L'altération hydrothermale à grande échelle dans un édifice volcanique a été décrite par exemple sur le Mont Rainier (Washington). Les produits de déstabilisation du volcan, remaniés dans les coulées de débris d'Osceola, contiennent une très grande proportion d'argiles identifiés comme des produits d'altération hydrothermale (Vallance and Scott, 1997; Reid et al., 2001). Sur le Piton de la Fournaise, l'altération hydrothermale est également importante comme le montre l'abondance de minéraux hydrothermaux dans les affleurements de basaltes dégagés par la Rivière Langevin qui entaille (Cf. Michon and Saint-Ange, sous presse et chapitre III) profondément le massif et également dans les produits d'éruptions phréatomagmatiques survenues sur le volcan (Mohamed-Abchir, 1996).

Les calderas sont des structures importantes dans les environnements volcaniques et sont généralement le lieu d'une activité hydrothermale intense (Bibby et al., 1995) et de reminéralisations (e.g. Lipman and Sawyer, 1985 ; Goff and Gardner, 1994 ; Eaton and Setterfield, 1993). La circulation de fluides (eaux infiltrées et gaz hydrothermaux) à haute température altère profondément la roche engendrant des pertes de volumes et la production d'argiles susceptibles de fluer sous leur propre poids.

Sur la base de ces informations nous nous sommes orientés sur des modèles analogiques reproduisant une zone ductile de grandes dimensions.
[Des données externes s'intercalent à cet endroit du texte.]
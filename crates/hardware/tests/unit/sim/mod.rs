//! Simulation utility tests.

/// Program image parsing.
pub mod loader;

/// Simulator construction, limits, and flushing.
pub mod simulator;

/// Trace sinks.
pub mod trace;
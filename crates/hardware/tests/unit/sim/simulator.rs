//! Simulator Tests.
//!
//! Construction from configuration, instruction limits, and flush-on-halt.

use cachesim_core::Simulator;
use cachesim_core::common::{ConfigError, SimError};
use cachesim_core::config::Config;
use cachesim_core::soc::TransferKind;
use pretty_assertions::assert_eq;

use crate::common::*;

#[test]
fn invalid_config_is_rejected_before_loading() {
    let mut config = Config::default();
    config.cache.sets = 6;

    let err = Simulator::new(&config, &[halt()]).unwrap_err();
    assert!(matches!(
        err,
        SimError::Config(ConfigError::NotPowerOfTwo { field: "sets", value: 6 })
    ));
}

#[test]
fn starts_at_pc_zero_with_clear_registers() {
    let sim = TestContext::new().simulator(&[halt()]);

    assert_eq!(sim.cpu.pc, 0);
    assert_eq!(sim.cpu.regs.as_array(), &[0; 8]);
    assert!(!sim.cpu.is_halted());
    assert_eq!(sim.mem.memory().loaded_words(), 1);
    assert_eq!(sim.stats().instructions, 0);
}

#[test]
fn run_returns_final_stats() {
    let mut sim = TestContext::new().simulator(&[noop(), halt()]);
    let stats = sim.run().unwrap();

    assert_eq!(stats.instructions, 2);
    assert_eq!(stats.inst_other, 1);
    assert_eq!(stats, sim.stats());
}

#[test]
fn instruction_limit_stops_an_infinite_loop() {
    let mut sim = TestContext::new()
        .max_instructions(10)
        .simulator(&[beq(0, 0, -1)]);

    assert!(matches!(
        sim.run(),
        Err(SimError::InstructionLimit { limit: 10 })
    ));
    assert_eq!(sim.stats().instructions, 10);
}

#[test]
fn program_halting_at_the_limit_succeeds() {
    let mut sim = TestContext::new()
        .max_instructions(2)
        .simulator(&[noop(), halt()]);
    assert!(sim.run().is_ok());
}

#[test]
fn dirty_data_stays_cached_without_flush() {
    let program = [lw(1, 0, 4), sw(1, 0, 5), halt(), noop(), 42, 0];
    let sim = TestContext::new().geometry(1, 8, 1).run(&program);

    assert_eq!(sim.mem.memory().as_slice()[5], 0);
    assert_eq!(sim.mem.peek(5), Some(42));
}

#[test]
fn flush_on_halt_writes_dirty_data_back() {
    let program = [lw(1, 0, 4), sw(1, 0, 5), halt(), noop(), 42, 0];
    let sim = TestContext::new()
        .geometry(1, 8, 1)
        .flush_on_halt()
        .run(&program);

    assert_eq!(sim.mem.memory().as_slice()[5], 42);
    assert!(sim.dump_state().contains("\t\tmem[5]=42"));

    let last = sim.sink().events.last().copied().unwrap();
    assert_eq!(last.kind, TransferKind::CacheToMemory);
    assert_eq!(last.start.val(), 5);
    assert_eq!(sim.stats().cache.writebacks, 1);
}
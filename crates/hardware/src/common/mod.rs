//! Common types shared across the simulator.
//!
//! This module provides the building blocks used by every other component:
//! 1. **Address Types:** A strong type for word addresses into backing memory.
//! 2. **Constants:** Architectural sizes (register count, memory size).
//! 3. **Memory Access:** The word type and the read/write operation kinds.
//! 4. **Error Handling:** Configuration, loading, and simulation error types.

/// Word address type.
pub mod addr;

/// Architectural constants.
pub mod constants;

/// Word type and memory access kinds.
pub mod data;

/// Error types for configuration, loading, and simulation.
pub mod error;

pub use addr::WordAddr;
pub use constants::NUM_REGS;
pub use data::{AccessType, MemOp, Word};
pub use error::{ConfigError, LoadError, SimError};
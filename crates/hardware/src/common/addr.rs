//! Word address type.
//!
//! Memory in this machine is word-granular: address `n` names the `n`-th
//! 32-bit word, not a byte. Registers hold signed words, so an address
//! computed by a program may be negative; `WordAddr` is the validated,
//! non-negative form used by the cache and backing memory.

use std::fmt;

/// A non-negative word address into backing memory.
#[derive(Clone, Copy, Debug, PartialEq, Eq, PartialOrd, Ord, Hash)]
pub struct WordAddr(pub u32);

impl WordAddr {
    /// Returns the raw address value.
    #[inline(always)]
    pub const fn val(self) -> u32 {
        self.0
    }

    /// Returns the address as an index into a word array.
    #[inline(always)]
    pub const fn index(self) -> usize {
        self.0 as usize
    }

    /// Interprets a signed register value as an address.
    ///
    /// # Returns
    ///
    /// `None` when `value` is negative.
    pub fn from_word(value: i32) -> Option<Self> {
        u32::try_from(value).ok().map(Self)
    }
}

impl fmt::Display for WordAddr {
    fn fmt(&self, f: &mut fmt::Formatter<'_>) -> fmt::Result {
        write!(f, "{}", self.0)
    }
}
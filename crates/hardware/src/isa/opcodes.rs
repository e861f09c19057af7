//! Opcodes.
//!
//! Values of the opcode field (`word >> 22`).

/// `add regA regB dest`: `dest = regA + regB`.
pub const ADD: i32 = 0;

/// `nand regA regB dest`: `dest = !(regA & regB)`.
pub const NAND: i32 = 1;

/// `lw regA regB offset`: `regA = mem[regB + offset]`.
pub const LW: i32 = 2;

/// `sw regA regB offset`: `mem[regB + offset] = regA`.
pub const SW: i32 = 3;

/// `beq regA regB offset`: branch to `pc + 1 + offset` if `regA == regB`.
pub const BEQ: i32 = 4;

/// `jalr regA regB`: `regA = pc + 1; pc = regB`.
pub const JALR: i32 = 5;

/// `halt`: stop the machine.
pub const HALT: i32 = 6;

/// `noop`: do nothing.
pub const NOOP: i32 = 7;

/// Encoded `noop` instruction word.
pub const NOOP_INSTRUCTION: i32 = NOOP << 22;

/// Encoded `halt` instruction word.
pub const HALT_INSTRUCTION: i32 = HALT << 22;

/// The eight operations of the instruction set.
#[derive(Clone, Copy, Debug, PartialEq, Eq, Hash)]
pub enum Opcode {
    /// Two-register add.
    Add,
    /// Two-register bitwise NAND.
    Nand,
    /// Load word.
    Lw,
    /// Store word.
    Sw,
    /// Branch if equal.
    Beq,
    /// Jump and link through a register.
    Jalr,
    /// Halt.
    Halt,
    /// No operation.
    Noop,
}

impl Opcode {
    /// Maps an opcode field value to an opcode, or `None` for data words.
    pub const fn from_field(field: i32) -> Option<Self> {
        match field {
            ADD => Some(Self::Add),
            NAND => Some(Self::Nand),
            LW => Some(Self::Lw),
            SW => Some(Self::Sw),
            BEQ => Some(Self::Beq),
            JALR => Some(Self::Jalr),
            HALT => Some(Self::Halt),
            NOOP => Some(Self::Noop),
            _ => None,
        }
    }

    /// The opcode field value.
    pub const fn field(self) -> i32 {
        match self {
            Self::Add => ADD,
            Self::Nand => NAND,
            Self::Lw => LW,
            Self::Sw => SW,
            Self::Beq => BEQ,
            Self::Jalr => JALR,
            Self::Halt => HALT,
            Self::Noop => NOOP,
        }
    }

    /// Assembly mnemonic.
    pub const fn mnemonic(self) -> &'static str {
        match self {
            Self::Add => "add",
            Self::Nand => "nand",
            Self::Lw => "lw",
            Self::Sw => "sw",
            Self::Beq => "beq",
            Self::Jalr => "jalr",
            Self::Halt => "halt",
            Self::Noop => "noop",
        }
    }
}
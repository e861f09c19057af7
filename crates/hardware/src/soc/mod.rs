//! System components below the processor.
//!
//! Holds backing memory and the controller that places the cache between it
//! and the execution engine.

/// Backing memory, the hierarchy controller, and transfer events.
pub mod memory;

pub use memory::WordMemory;
pub use memory::controller::{AccessResult, MemoryHierarchy};
pub use memory::transfer::{TransferEvent, TransferKind};
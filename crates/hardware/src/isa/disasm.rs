//! Instruction Disassembler.
//!
//! Renders instructions in assembler syntax for trace and state output:
//!
//! ```
//! use cachesim_core::isa::decode;
//!
//! assert_eq!(decode(0x0001_0003).to_string(), "add 0 1 3");
//! assert_eq!(decode(0x0089_FFFF).to_string(), "lw 1 1 -1");
//! assert_eq!(decode(25_165_824).to_string(), "halt");
//! assert_eq!(decode(42).to_string(), "add 0 0 2");
//! assert_eq!(decode(-1).to_string(), "data -1");
//! ```

use std::fmt;

use super::decode::Instruction;

impl fmt::Display for Instruction {
    fn fmt(&self, f: &mut fmt::Formatter<'_>) -> fmt::Result {
        let Some(opcode) = self.opcode() else {
            return write!(f, "data {}", self.encode());
        };
        f.write_str(opcode.mnemonic())?;

        match *self {
            Self::Add { reg_a, reg_b, dest } | Self::Nand { reg_a, reg_b, dest } => {
                write!(f, " {reg_a} {reg_b} {dest}")
            }
            Self::Lw {
                reg_a,
                reg_b,
                offset,
            }
            | Self::Sw {
                reg_a,
                reg_b,
                offset,
            }
            | Self::Beq {
                reg_a,
                reg_b,
                offset,
            } => write!(f, " {reg_a} {reg_b} {offset}"),
            Self::Jalr { reg_a, reg_b } => write!(f, " {reg_a} {reg_b}"),
            Self::Halt | Self::Noop | Self::Data(_) => Ok(()),
        }
    }
}
//! Simulator: owns the CPU, the memory hierarchy, and the trace sink side by side.
//!
//! Keeping them as sibling fields lets [`Cpu::step`] borrow the hierarchy and
//! the sink mutably at the same time without any interior mutability.

use tracing::{debug, info};

use super::trace::{NullTrace, TraceSink};
use crate::common::{SimError, Word};
use crate::config::{Config, GeneralConfig};
use crate::core::Cpu;
use crate::isa::Instruction;
use crate::soc::memory::WordMemory;
use crate::soc::memory::controller::MemoryHierarchy;
use crate::stats::SimStats;

/// Top-level simulator: architectural state plus memory hierarchy.
#[derive(Debug)]
pub struct Simulator<S: TraceSink = NullTrace> {
    /// Processor state (pc, registers, run state).
    pub cpu: Cpu,
    /// Cache and backing memory.
    pub mem: MemoryHierarchy,
    general: GeneralConfig,
    stats: SimStats,
    sink: S,
}

impl Simulator<NullTrace> {
    /// Creates a simulator that discards all transfer events.
    ///
    /// # Errors
    ///
    /// As [`Simulator::with_sink`].
    pub fn new(config: &Config, image: &[Word]) -> Result<Self, SimError> {
        Self::with_sink(config, image, NullTrace)
    }
}

impl<S: TraceSink> Simulator<S> {
    /// Validates `config`, loads `image` at address 0, and builds an empty cache.
    ///
    /// # Errors
    ///
    /// Returns [`SimError::Config`] for an invalid configuration and
    /// [`SimError::Load`] if the image does not fit in memory.
    pub fn with_sink(config: &Config, image: &[Word], sink: S) -> Result<Self, SimError> {
        config.validate()?;
        let memory = WordMemory::with_image(config.memory.size_words, image)?;
        let mem = MemoryHierarchy::from_config(config, memory)?;
        debug!(
            sets = config.cache.sets,
            ways = config.cache.ways,
            words_per_block = config.cache.words_per_block,
            memory_words = config.memory.size_words,
            program_words = image.len(),
            "simulator created"
        );

        Ok(Self {
            cpu: Cpu::new(),
            mem,
            general: config.general.clone(),
            stats: SimStats::default(),
            sink,
        })
    }

    /// Executes one instruction.
    ///
    /// # Returns
    ///
    /// The executed instruction, or `None` once the machine has halted.
    ///
    /// # Errors
    ///
    /// Propagates any fatal error from the processor.
    pub fn step(&mut self) -> Result<Option<Instruction>, SimError> {
        let inst = self.cpu.step(&mut self.mem, &mut self.sink)?;
        if let Some(inst) = &inst {
            self.stats.record_instruction(inst);
        }
        Ok(inst)
    }

    /// Runs until the machine halts.
    ///
    /// If `flush_on_halt` is configured, dirty lines are written back after the
    /// halt and the write-backs are reported to the sink.
    ///
    /// # Errors
    ///
    /// Returns the first fatal error, or [`SimError::InstructionLimit`] when
    /// `max_instructions` is reached before a halt.
    pub fn run(&mut self) -> Result<SimStats, SimError> {
        while !self.cpu.is_halted() {
            let executed = self.stats.instructions;
            if let Some(limit) = self.general.max_instructions.filter(|&l| executed >= l) {
                return Err(SimError::InstructionLimit { limit });
            }
            let _ = self.step()?;
        }

        if self.general.flush_on_halt {
            self.flush();
        }
        info!(instructions = self.stats.instructions, "run complete");
        Ok(self.stats())
    }

    /// Writes every dirty line back to memory, reporting each transfer.
    pub fn flush(&mut self) {
        for event in self.mem.flush() {
            self.sink.transfer(&event);
        }
    }

    /// Statistics so far: instruction counts plus cache counters.
    pub fn stats(&self) -> SimStats {
        SimStats {
            cache: self.mem.stats().clone(),
            ..self.stats.clone()
        }
    }

    /// Formats pc, memory contents, and registers.
    pub fn dump_state(&self) -> String {
        self.cpu.dump_state(&self.mem)
    }

    /// The trace sink.
    pub const fn sink(&self) -> &S {
        &self.sink
    }

    /// Consumes the simulator, returning its trace sink.
    pub fn into_sink(self) -> S {
        self.sink
    }
}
Ces expériences reproduisent un cône volcanique où une altération étendue a produit un volume important de roche hydrothermalisée au sein de l'édifice.

Ce sous-chapitre est présenté sous la forme d'un article dans Geophysical Research Letters (sous presse en Avril 2007). Il introduit le sujet de fond de ce manuscrit, la formation des calderas par fluage du système hydrothermal. On s'intéresse ici aux modifications de la topographie d'un cône volcanique lors de la formation d'une caldera. Cette partie de l'étude a été inspirée par le cas de Nuku Hiva (Marquises, Polynésie française), et semble apporter une explication viable à la morphologie des structures caldériques de cette île (voir chapitre II).

RESUME DE L'ARTICLE

La plupart des expériences de laboratoire sur les effondrements de calderas ont consisté en la vidange d'un réservoir sous une couche horizontale sans tenir compte de la présence d'un cône sus-jacent (l'analogue de l'édifice volcanique). La surcharge et le rôle de la topographie sont donc négligés de sorte que la topographie finale du plancher de la caldera est directement liée à la topographie initiale. De plus, la subsidence d'une caldera est généralement attribuée à l'effondrement du toit d'une chambre magmatique en lien avec des éruptions émettant de grandes quantités de produits volcaniques. Les expériences analogiques montrent que la déformation d'un corps argilisé résultant de l'altération hydrothermale dans un édifice volcanique peut, sous certaines conditions, reproduire la structure globale d'une caldera. En particulier, on observe une modification de la topographie à l'intérieur de l'effondrement jusqu'à obtenir une caldera plane. Le fluage du système hydrothermal sous-jacent semble être une explication alternative lorsque ce plancher horizontal ne peut être expliquée par le resurfaçage (recouvrement par une activité volcanique syn- et post-caldera, érosion).